What is the most interesting thing you learned while writing Fated? (This can be about yourself, about writing, or anything at all).
My research revealed so many interesting things that it’s impossible to choose only one . . .though some of my personal experiences in the “Introduction to Shamanism” course were so amazing , I couldn’t resist including them in the book!

What is the most rewarding part about being a young adult author?
The readers. Writing for teens (and the adults who read YA) is a truly rewarding experience. I had a rough adolescence and often looked to books as a place of refuge—so I find it a great privilege to be able to do this for a living.

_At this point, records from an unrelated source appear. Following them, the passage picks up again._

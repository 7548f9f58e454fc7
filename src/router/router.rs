//! Route table registration and lookup.
//!
//! # Responsibilities
//! - Register method + pattern → handler bindings
//! - Look up the matching route for a request and extract parameters
//! - Distinguish "no such path" from "path exists under another method"
//!
//! # Design Decisions
//! - Registration happens before the server starts; the table is read-only
//!   on the match path, so lookups take no locks
//! - Registration order is the tie-break for overlapping patterns
//! - A failed registration leaves the existing table untouched

use std::collections::HashMap;
use std::sync::Arc;

use http::Method;
use thiserror::Error;

use super::pattern::Pattern;
use crate::server::handler::{handler_fn, ContextHandler, HandlerFuture};
use crate::server::request::Request;
use crate::server::response::ResponseWriter;
use crate::server::scope::RequestScope;

/// Registration-time error. Fatal to startup; caught before the server runs.
#[derive(Debug, Error)]
pub enum RouteError {
    #[error("invalid pattern `{pattern}`: {reason}")]
    InvalidPattern { pattern: String, reason: String },
    #[error("duplicate route: {method} {pattern}")]
    DuplicateRoute { method: Method, pattern: String },
}

/// Per-request lookup failure, surfaced as an HTTP status by the server.
#[derive(Debug, Clone, Copy, PartialEq, Eq, Error)]
pub enum MatchError {
    /// No registered pattern matches the path.
    #[error("no route matches the path")]
    NotFound,
    /// Some pattern matches the path, but under a different method.
    #[error("route exists under a different method")]
    MethodNotAllowed,
}

/// Parameter bindings extracted from a matched path. Keys are unique;
/// iteration order is unspecified.
#[derive(Debug, Clone, Default)]
pub struct Params(HashMap<String, String>);

impl Params {
    pub fn get(&self, name: &str) -> Option<&str> {
        self.0.get(name).map(String::as_str)
    }

    pub fn len(&self) -> usize {
        self.0.len()
    }

    pub fn is_empty(&self) -> bool {
        self.0.is_empty()
    }

    pub fn iter(&self) -> impl Iterator<Item = (&str, &str)> {
        self.0.iter().map(|(k, v)| (k.as_str(), v.as_str()))
    }

    pub(crate) fn insert(&mut self, name: String, value: String) {
        self.0.insert(name, value);
    }
}

/// A successful lookup: the handler to invoke and the extracted bindings.
/// Produced per request and discarded after the handler returns.
pub struct RouteMatch {
    pub handler: Arc<dyn ContextHandler>,
    pub params: Params,
}

impl std::fmt::Debug for RouteMatch {
    fn fmt(&self, f: &mut std::fmt::Formatter<'_>) -> std::fmt::Result {
        f.debug_struct("RouteMatch")
            .field("params", &self.params)
            .finish_non_exhaustive()
    }
}

struct Route {
    method: Method,
    pattern: Pattern,
    handler: Arc<dyn ContextHandler>,
}

/// Maps an HTTP method and a path pattern to a handler.
///
/// Patterns are segments separated by `/`; a segment prefixed with `:`
/// captures the concrete value under that name, every other segment must
/// match literally. All registration must finish before the router is handed
/// to the server; `Server::new` takes the router by value, which is what
/// enforces it.
#[derive(Default)]
pub struct Router {
    routes: Vec<Route>,
}

impl Router {
    pub fn new() -> Self {
        Self::default()
    }

    /// Register a handler for `method` + `pattern`.
    ///
    /// Fails with [`RouteError::InvalidPattern`] for malformed patterns and
    /// with [`RouteError::DuplicateRoute`] if the same method + pattern text
    /// was already registered. The existing table is unaffected by a failure.
    pub fn handle<H>(&mut self, method: Method, pattern: &str, handler: H) -> Result<(), RouteError>
    where
        H: ContextHandler + 'static,
    {
        let pattern = Pattern::parse(pattern)?;
        if self
            .routes
            .iter()
            .any(|r| r.method == method && r.pattern.raw() == pattern.raw())
        {
            return Err(RouteError::DuplicateRoute {
                method,
                pattern: pattern.raw().to_string(),
            });
        }
        tracing::debug!(%method, pattern = pattern.raw(), "route registered");
        self.routes.push(Route {
            method,
            pattern,
            handler: Arc::new(handler),
        });
        Ok(())
    }

    /// Register a closure-style handler. The closure receives the response
    /// writer by value and returns it once the response is written.
    pub fn handle_fn<F, Fut>(&mut self, method: Method, pattern: &str, f: F) -> Result<(), RouteError>
    where
        F: Fn(RequestScope, Request, ResponseWriter) -> Fut + Send + Sync + 'static,
        Fut: HandlerFuture,
    {
        self.handle(method, pattern, handler_fn(f))
    }

    /// Find the first route matching `method` + `path`, in registration order.
    pub fn lookup(&self, method: &Method, path: &str) -> Result<RouteMatch, MatchError> {
        let Some(segments) = Pattern::split_path(path) else {
            return Err(MatchError::NotFound);
        };

        let mut other_method = false;
        for route in &self.routes {
            if route.method == *method {
                if let Some(params) = route.pattern.capture(&segments) {
                    return Ok(RouteMatch {
                        handler: Arc::clone(&route.handler),
                        params,
                    });
                }
            } else if !other_method && route.pattern.matches(&segments) {
                other_method = true;
            }
        }

        Err(if other_method {
            MatchError::MethodNotAllowed
        } else {
            MatchError::NotFound
        })
    }

    /// Number of registered routes.
    pub fn len(&self) -> usize {
        self.routes.len()
    }

    pub fn is_empty(&self) -> bool {
        self.routes.is_empty()
    }
}

#[cfg(test)]
mod tests {
    use super::*;

    // Handlers are irrelevant to lookup behavior; tag each route's responses
    // so tests can tell which one matched.
    fn tagged(tag: &'static str) -> impl ContextHandler + 'static {
        handler_fn(move |_scope, _req, mut w: ResponseWriter| async move {
            w.write(tag.as_bytes());
            w
        })
    }

    fn router_with(routes: &[(Method, &str)]) -> Router {
        let mut router = Router::new();
        for (method, pattern) in routes {
            router.handle(method.clone(), pattern, tagged("x")).unwrap();
        }
        router
    }

    #[test]
    fn test_literal_match_has_empty_params() {
        let router = router_with(&[(Method::GET, "/about/team")]);
        let m = router.lookup(&Method::GET, "/about/team").unwrap();
        assert!(m.params.is_empty());
    }

    #[test]
    fn test_named_segments_bind_values() {
        let router = router_with(&[(Method::GET, "/:hellostring/:name")]);
        let m = router.lookup(&Method::GET, "/Namaste/Alice").unwrap();
        assert_eq!(m.params.get("hellostring"), Some("Namaste"));
        assert_eq!(m.params.get("name"), Some("Alice"));
    }

    #[test]
    fn test_segment_count_mismatch_is_not_found() {
        let router = router_with(&[(Method::GET, "/:a/:b")]);
        assert_eq!(
            router.lookup(&Method::GET, "/only-one").unwrap_err(),
            MatchError::NotFound
        );
        assert_eq!(
            router.lookup(&Method::GET, "/a/b/c").unwrap_err(),
            MatchError::NotFound
        );
    }

    #[test]
    fn test_method_not_allowed_is_distinct_from_not_found() {
        let router = router_with(&[(Method::GET, "/things/:id")]);
        assert_eq!(
            router.lookup(&Method::POST, "/things/42").unwrap_err(),
            MatchError::MethodNotAllowed
        );
        assert_eq!(
            router.lookup(&Method::POST, "/nothing/here/at/all").unwrap_err(),
            MatchError::NotFound
        );
    }

    #[test]
    fn test_duplicate_registration_fails_and_preserves_table() {
        let mut router = Router::new();
        router.handle(Method::GET, "/dup", tagged("first")).unwrap();
        let err = router.handle(Method::GET, "/dup", tagged("second")).unwrap_err();
        assert!(matches!(err, RouteError::DuplicateRoute { .. }));
        assert_eq!(router.len(), 1);
        // Prior route still matches.
        assert!(router.lookup(&Method::GET, "/dup").is_ok());
        // Same pattern under another method is not a duplicate.
        router.handle(Method::POST, "/dup", tagged("post")).unwrap();
    }

    #[test]
    fn test_registration_order_breaks_literal_vs_param_ties() {
        let mut router = Router::new();
        router
            .handle_fn(Method::GET, "/greet/world", |_s, _r, mut w: ResponseWriter| async move {
                w.write(b"literal");
                w
            })
            .unwrap();
        router
            .handle_fn(Method::GET, "/greet/:name", |_s, _r, mut w: ResponseWriter| async move {
                w.write(b"param");
                w
            })
            .unwrap();

        // The literal route registered first shadows the parameter route for
        // its exact path; everything else falls through to the parameter.
        let exact = router.lookup(&Method::GET, "/greet/world").unwrap();
        assert!(exact.params.is_empty());
        let general = router.lookup(&Method::GET, "/greet/bob").unwrap();
        assert_eq!(general.params.get("name"), Some("bob"));
    }

    #[test]
    fn test_trailing_slash_requires_explicit_registration() {
        let router = router_with(&[(Method::GET, "/foo")]);
        assert_eq!(
            router.lookup(&Method::GET, "/foo/").unwrap_err(),
            MatchError::NotFound
        );

        let both = router_with(&[(Method::GET, "/foo"), (Method::GET, "/foo/")]);
        assert!(both.lookup(&Method::GET, "/foo").is_ok());
        assert!(both.lookup(&Method::GET, "/foo/").is_ok());
    }

    #[test]
    fn test_double_slash_paths_never_match() {
        let router = router_with(&[(Method::GET, "/a/:b")]);
        assert_eq!(
            router.lookup(&Method::GET, "/a//").unwrap_err(),
            MatchError::NotFound
        );
    }

    #[test]
    fn test_root_route() {
        let router = router_with(&[(Method::GET, "/")]);
        assert!(router.lookup(&Method::GET, "/").is_ok());
        assert_eq!(
            router.lookup(&Method::GET, "/anything").unwrap_err(),
            MatchError::NotFound
        );
    }
}
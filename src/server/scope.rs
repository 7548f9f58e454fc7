//! Per-request scope handed to handlers.
//!
//! # Design Decisions
//! - Strongly typed: named accessors instead of stringly-keyed context
//!   lookups, so a missing value is visible in the signature, not a runtime
//!   surprise
//! - The scope lives for one handler invocation and never outlives it
//! - Handler-specific state belongs on the handler struct itself; the scope
//!   only carries what the server knows (match bindings, server info, the
//!   shutdown signal)

use std::net::SocketAddr;
use std::sync::Arc;

use tokio_util::sync::CancellationToken;

use crate::router::Params;

/// Server-scoped configuration visible to every handler.
#[derive(Debug, Clone)]
pub struct ServerInfo {
    /// Root URL of the running server, no trailing slash
    /// (e.g. `http://127.0.0.1:54321`).
    pub root_url: String,
    /// The address the listener actually bound, with the assigned port.
    pub local_addr: SocketAddr,
}

/// Everything a handler may need from the server for one request:
/// the matched path parameters, the server info, and the shared
/// cancellation signal.
#[derive(Debug, Clone)]
pub struct RequestScope {
    params: Params,
    server: Arc<ServerInfo>,
    cancel: CancellationToken,
}

impl RequestScope {
    pub(crate) fn new(params: Params, server: Arc<ServerInfo>, cancel: CancellationToken) -> Self {
        Self {
            params,
            server,
            cancel,
        }
    }

    /// Value bound to a named pattern segment, if the matched route had one.
    pub fn param(&self, name: &str) -> Option<&str> {
        self.params.get(name)
    }

    /// All parameter bindings for the matched route.
    pub fn params(&self) -> &Params {
        &self.params
    }

    pub fn server(&self) -> &ServerInfo {
        &self.server
    }

    /// Whether shutdown has been signalled.
    pub fn is_cancelled(&self) -> bool {
        self.cancel.is_cancelled()
    }

    /// Resolves when shutdown is signalled. Long-running handlers should
    /// select on this against their own work.
    pub async fn cancelled(&self) {
        self.cancel.cancelled().await;
    }
}
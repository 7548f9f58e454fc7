//! Lifecycle coordination subsystem.
//!
//! # Data Flow
//! ```text
//! Server::start():
//!     Bind listener → create Shutdown → spawn accept loop → Running
//!
//! Server::stop(grace):
//!     Shutdown::trigger() → accept loop exits, listener released
//!     → drain(grace): wait for in-flight handlers or the deadline
//!     → Stopped
//! ```
//!
//! # Design Decisions
//! - One shared cancellation signal for every in-flight and future request
//! - Handlers cooperate by awaiting the signal; nothing is preempted
//! - The drain wait is bounded: expiry is logged, never an error, so the
//!   host's teardown always makes progress

pub mod shutdown;

pub use shutdown::Shutdown;
//! Test doubles shared by the unit tests of this crate
//!
//! `FakeController` scripts a BMC's SDR and sensor readings in memory and
//! records every request it receives.

use crate::backend::MetricsSink;
use crate::ipmi::{
    CompletionCode, IpmiConnector, IpmiSession, RecordId, Request, SensorNumber, SessionTarget,
    TransportError,
};
use crate::models::MeasurementBatch;
use std::collections::{BTreeMap, HashMap};
use std::sync::atomic::{AtomicUsize, Ordering};
use std::sync::{Arc, Mutex};
use std::time::Duration;

const WHOLE_RECORD: u8 = 0xFF;

#[derive(Default)]
struct ControllerState {
    records: BTreeMap<RecordId, (Vec<u8>, RecordId)>,
    max_response: Option<usize>,
    cancellations: HashMap<RecordId, usize>,
    fragment_failures: HashMap<(RecordId, u8), usize>,
    readings: HashMap<SensorNumber, Result<Vec<u8>, CompletionCode>>,
    fixed_reservation: Option<u16>,
    next_reservation: u16,
    fail_session: bool,
    latency: Duration,
    requests: Vec<Request>,
    sessions_closed: usize,
}

/// In-memory BMC answering SDR and sensor reading requests
#[derive(Clone, Default)]
pub(crate) struct FakeController {
    state: Arc<Mutex<ControllerState>>,
}

impl FakeController {
    pub(crate) fn new() -> Self {
        Self::default()
    }

    /// Add a record to the repository chain
    pub(crate) fn with_record(self, record_id: RecordId, bytes: Vec<u8>, next: RecordId) -> Self {
        self.state
            .lock()
            .unwrap()
            .records
            .insert(record_id, (bytes, next));
        self
    }

    /// Largest response data the controller can return in one message
    pub(crate) fn with_max_response(self, bytes: usize) -> Self {
        self.state.lock().unwrap().max_response = Some(bytes);
        self
    }

    /// Fail the next `times` reads of `record_id` with "reservation cancelled"
    pub(crate) fn cancel_reservation_on(self, record_id: RecordId, times: usize) -> Self {
        self.state
            .lock()
            .unwrap()
            .cancellations
            .insert(record_id, times);
        self
    }

    /// Fail the next `times` fragment reads at `offset` of `record_id`
    pub(crate) fn fail_fragment(self, record_id: RecordId, offset: u8, times: usize) -> Self {
        self.state
            .lock()
            .unwrap()
            .fragment_failures
            .insert((record_id, offset), times);
        self
    }

    /// Always hand out the same reservation token
    pub(crate) fn with_fixed_reservation(self, token: u16) -> Self {
        self.state.lock().unwrap().fixed_reservation = Some(token);
        self
    }

    pub(crate) fn with_reading(self, sensor_number: SensorNumber, raw: u8) -> Self {
        self.state
            .lock()
            .unwrap()
            .readings
            .insert(sensor_number, Ok(vec![raw, 0xC0, 0x00]));
        self
    }

    pub(crate) fn with_reading_bytes(self, sensor_number: SensorNumber, bytes: Vec<u8>) -> Self {
        self.state
            .lock()
            .unwrap()
            .readings
            .insert(sensor_number, Ok(bytes));
        self
    }

    pub(crate) fn with_reading_error(self, sensor_number: SensorNumber, code: CompletionCode) -> Self {
        self.state
            .lock()
            .unwrap()
            .readings
            .insert(sensor_number, Err(code));
        self
    }

    /// Delay every response by `latency`
    pub(crate) fn with_latency(self, latency: Duration) -> Self {
        self.state.lock().unwrap().latency = latency;
        self
    }

    /// Make the next request fail as if the network session dropped
    pub(crate) fn fail_session_once(&self) {
        self.state.lock().unwrap().fail_session = true;
    }

    pub(crate) fn requests(&self) -> Vec<Request> {
        self.state.lock().unwrap().requests.clone()
    }

    pub(crate) fn clear_requests(&self) {
        self.state.lock().unwrap().requests.clear();
    }

    pub(crate) fn sessions_closed(&self) -> usize {
        self.state.lock().unwrap().sessions_closed
    }

    /// Lengths of every Get SDR request issued for `record_id` at a non-zero offset
    pub(crate) fn fragment_lengths(&self, record_id: RecordId) -> Vec<u8> {
        self.requests()
            .into_iter()
            .filter_map(|request| match request {
                Request::GetSdr {
                    record_id: id,
                    offset,
                    length,
                    ..
                } if id == record_id && offset > 0 => Some(length),
                _ => None,
            })
            .collect()
    }

    pub(crate) fn reservations_issued(&self) -> usize {
        self.requests()
            .iter()
            .filter(|r| matches!(r, Request::ReserveSdrRepository))
            .count()
    }

    fn answer(state: &mut ControllerState, request: &Request) -> Result<Vec<u8>, TransportError> {
        match *request {
            Request::GetDeviceId => Ok(vec![0x20, 0x01, 0x01, 0x02, 0x02, 0xBF]),
            Request::ReserveSdrRepository => {
                let token = match state.fixed_reservation {
                    Some(token) => token,
                    None => {
                        state.next_reservation = state.next_reservation.wrapping_add(1);
                        state.next_reservation
                    }
                };
                Ok(token.to_le_bytes().to_vec())
            }
            Request::GetSdr {
                record_id,
                offset,
                length,
                ..
            } => {
                if let Some(remaining) = state.cancellations.get_mut(&record_id) {
                    if *remaining > 0 {
                        *remaining -= 1;
                        return Err(TransportError::Completion(
                            CompletionCode::RESERVATION_CANCELLED,
                        ));
                    }
                }

                if offset > 0 {
                    if let Some(remaining) = state.fragment_failures.get_mut(&(record_id, offset)) {
                        if *remaining > 0 {
                            *remaining -= 1;
                            return Err(TransportError::Completion(
                                CompletionCode::CANNOT_RETURN_REQUESTED_LENGTH,
                            ));
                        }
                    }
                }

                let (bytes, next) = state
                    .records
                    .get(&record_id)
                    .ok_or(TransportError::Completion(CompletionCode::DATA_NOT_PRESENT))?;

                let start = offset as usize;
                let end = if length == WHOLE_RECORD {
                    bytes.len()
                } else {
                    (start + length as usize).min(bytes.len())
                };

                if let Some(max) = state.max_response {
                    if end.saturating_sub(start) > max {
                        return Err(TransportError::Completion(
                            CompletionCode::CANNOT_RETURN_REQUESTED_LENGTH,
                        ));
                    }
                }

                let mut response = next.to_le_bytes().to_vec();
                response.extend_from_slice(&bytes[start.min(bytes.len())..end]);
                Ok(response)
            }
            Request::GetSensorReading { sensor_number } => state
                .readings
                .get(&sensor_number)
                .cloned()
                .unwrap_or(Err(CompletionCode::DATA_NOT_PRESENT))
                .map_err(TransportError::Completion),
        }
    }
}

impl IpmiSession for FakeController {
    fn request(&self, request: &Request) -> Result<Vec<u8>, TransportError> {
        let latency = self.state.lock().unwrap().latency;
        if !latency.is_zero() {
            std::thread::sleep(latency);
        }

        let mut state = self.state.lock().unwrap();
        state.requests.push(*request);

        if state.fail_session {
            state.fail_session = false;
            return Err(TransportError::Session {
                host: "fake-bmc".to_string(),
                message: "connection reset".to_string(),
            });
        }

        Self::answer(&mut state, request)
    }

    fn close(&self) {
        self.state.lock().unwrap().sessions_closed += 1;
    }
}

/// Connector handing out sessions backed by one `FakeController`
pub(crate) struct FakeConnector {
    controller: Option<FakeController>,
    opened: AtomicUsize,
}

impl FakeConnector {
    pub(crate) fn new(controller: FakeController) -> Self {
        Self {
            controller: Some(controller),
            opened: AtomicUsize::new(0),
        }
    }

    /// A connector whose handshake always fails
    pub(crate) fn refusing() -> Self {
        Self {
            controller: None,
            opened: AtomicUsize::new(0),
        }
    }

    pub(crate) fn sessions_opened(&self) -> usize {
        self.opened.load(Ordering::SeqCst)
    }
}

impl IpmiConnector for FakeConnector {
    fn open_session(
        &self,
        target: &SessionTarget,
    ) -> Result<Box<dyn IpmiSession + Send>, TransportError> {
        match &self.controller {
            Some(controller) => {
                self.opened.fetch_add(1, Ordering::SeqCst);
                Ok(Box::new(controller.clone()))
            }
            None => Err(TransportError::Session {
                host: target.host.clone(),
                message: "authentication failed".to_string(),
            }),
        }
    }

    fn tear_down(&self) {}
}

/// Sink keeping every published batch
#[derive(Default)]
pub(crate) struct RecordingSink {
    batches: Mutex<Vec<MeasurementBatch>>,
}

impl RecordingSink {
    pub(crate) fn batches(&self) -> Vec<MeasurementBatch> {
        self.batches.lock().unwrap().clone()
    }
}

impl MetricsSink for RecordingSink {
    fn publish(&self, batch: MeasurementBatch) {
        self.batches.lock().unwrap().push(batch);
    }
}

/// Builds raw full sensor record bytes (SDR type 0x01)
pub(crate) struct FullRecordBuilder {
    record_id: RecordId,
    sensor_number: SensorNumber,
    name: String,
    sensor_type: u8,
    analog_format: u8,
    rate_unit: u8,
    percentage: bool,
    base_unit: u8,
    linearization: u8,
    m: i16,
    b: i16,
    b_exp: i8,
    r_exp: i8,
    readable_thresholds: u8,
    thresholds: [u8; 6],
}

impl FullRecordBuilder {
    pub(crate) fn new(record_id: RecordId, sensor_number: SensorNumber, name: &str) -> Self {
        Self {
            record_id,
            sensor_number,
            name: name.to_string(),
            sensor_type: 0x01,
            analog_format: 0,
            rate_unit: 0,
            percentage: false,
            base_unit: 1,
            linearization: 0,
            m: 1,
            b: 0,
            b_exp: 0,
            r_exp: 0,
            readable_thresholds: 0,
            thresholds: [0; 6],
        }
    }

    pub(crate) fn base_unit(mut self, unit: u8) -> Self {
        self.base_unit = unit;
        self
    }

    pub(crate) fn sensor_type(mut self, sensor_type: u8) -> Self {
        self.sensor_type = sensor_type;
        self
    }

    pub(crate) fn analog_format(mut self, format: u8) -> Self {
        self.analog_format = format;
        self
    }

    pub(crate) fn rate_unit(mut self, rate: u8) -> Self {
        self.rate_unit = rate;
        self
    }

    pub(crate) fn percentage(mut self) -> Self {
        self.percentage = true;
        self
    }

    pub(crate) fn linearization(mut self, linearization: u8) -> Self {
        self.linearization = linearization;
        self
    }

    /// Set `y = (m * x + b * 10^b_exp) * 10^r_exp`
    pub(crate) fn formula(mut self, m: i16, b: i16, b_exp: i8, r_exp: i8) -> Self {
        self.m = m;
        self.b = b;
        self.b_exp = b_exp;
        self.r_exp = r_exp;
        self
    }

    /// Raw upper non-critical and upper critical thresholds, marked readable
    pub(crate) fn upper_thresholds(mut self, non_critical: u8, critical: u8) -> Self {
        self.readable_thresholds |= 0b0001_1000;
        self.thresholds[2] = non_critical;
        self.thresholds[1] = critical;
        self
    }

    pub(crate) fn build(&self) -> Vec<u8> {
        let m = (self.m as u16) & 0x03FF;
        let b = (self.b as u16) & 0x03FF;
        let name = self.name.as_bytes();

        let mut bytes = vec![0u8; 48];
        bytes[0..2].copy_from_slice(&self.record_id.to_le_bytes());
        bytes[2] = 0x51;
        bytes[3] = 0x01;
        bytes[5] = 0x20;
        bytes[7] = self.sensor_number;
        bytes[8] = 0x07;
        bytes[9] = 0x01;
        bytes[12] = self.sensor_type;
        bytes[13] = 0x01;
        bytes[18] = self.readable_thresholds;
        bytes[19] = self.readable_thresholds;
        bytes[20] = (self.analog_format << 6) | (self.rate_unit << 3) | self.percentage as u8;
        bytes[21] = self.base_unit;
        bytes[23] = self.linearization;
        bytes[24] = (m & 0xFF) as u8;
        bytes[25] = ((m >> 8) as u8) << 6;
        bytes[26] = (b & 0xFF) as u8;
        bytes[27] = ((b >> 8) as u8) << 6;
        bytes[29] = ((self.r_exp as u8) << 4) | (self.b_exp as u8 & 0x0F);
        bytes[36..42].copy_from_slice(&self.thresholds);
        bytes[47] = 0xC0 | name.len() as u8;
        bytes.extend_from_slice(name);
        bytes[4] = (bytes.len() - 5) as u8;
        bytes
    }
}

/// Raw compact sensor record bytes (SDR type 0x02)
pub(crate) fn compact_record(record_id: RecordId, sensor_number: SensorNumber) -> Vec<u8> {
    let mut bytes = vec![0u8; 32];
    bytes[0..2].copy_from_slice(&record_id.to_le_bytes());
    bytes[2] = 0x51;
    bytes[3] = 0x02;
    bytes[4] = 27;
    bytes[7] = sensor_number;
    bytes
}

If there was one thing you could change about Fated, what would it be?
There are always a jillion little nit-picky things I always want to change once the book is printed and shelved and it’s too late to turn back—but I’ve come to accept that as part of the creative neurosis! Ultimately, the story unfolded in the way that I hoped, Daire’s journey has begun, and now I look forward to writing the subsequent books ECHO, MYSTIC, and HORIZON!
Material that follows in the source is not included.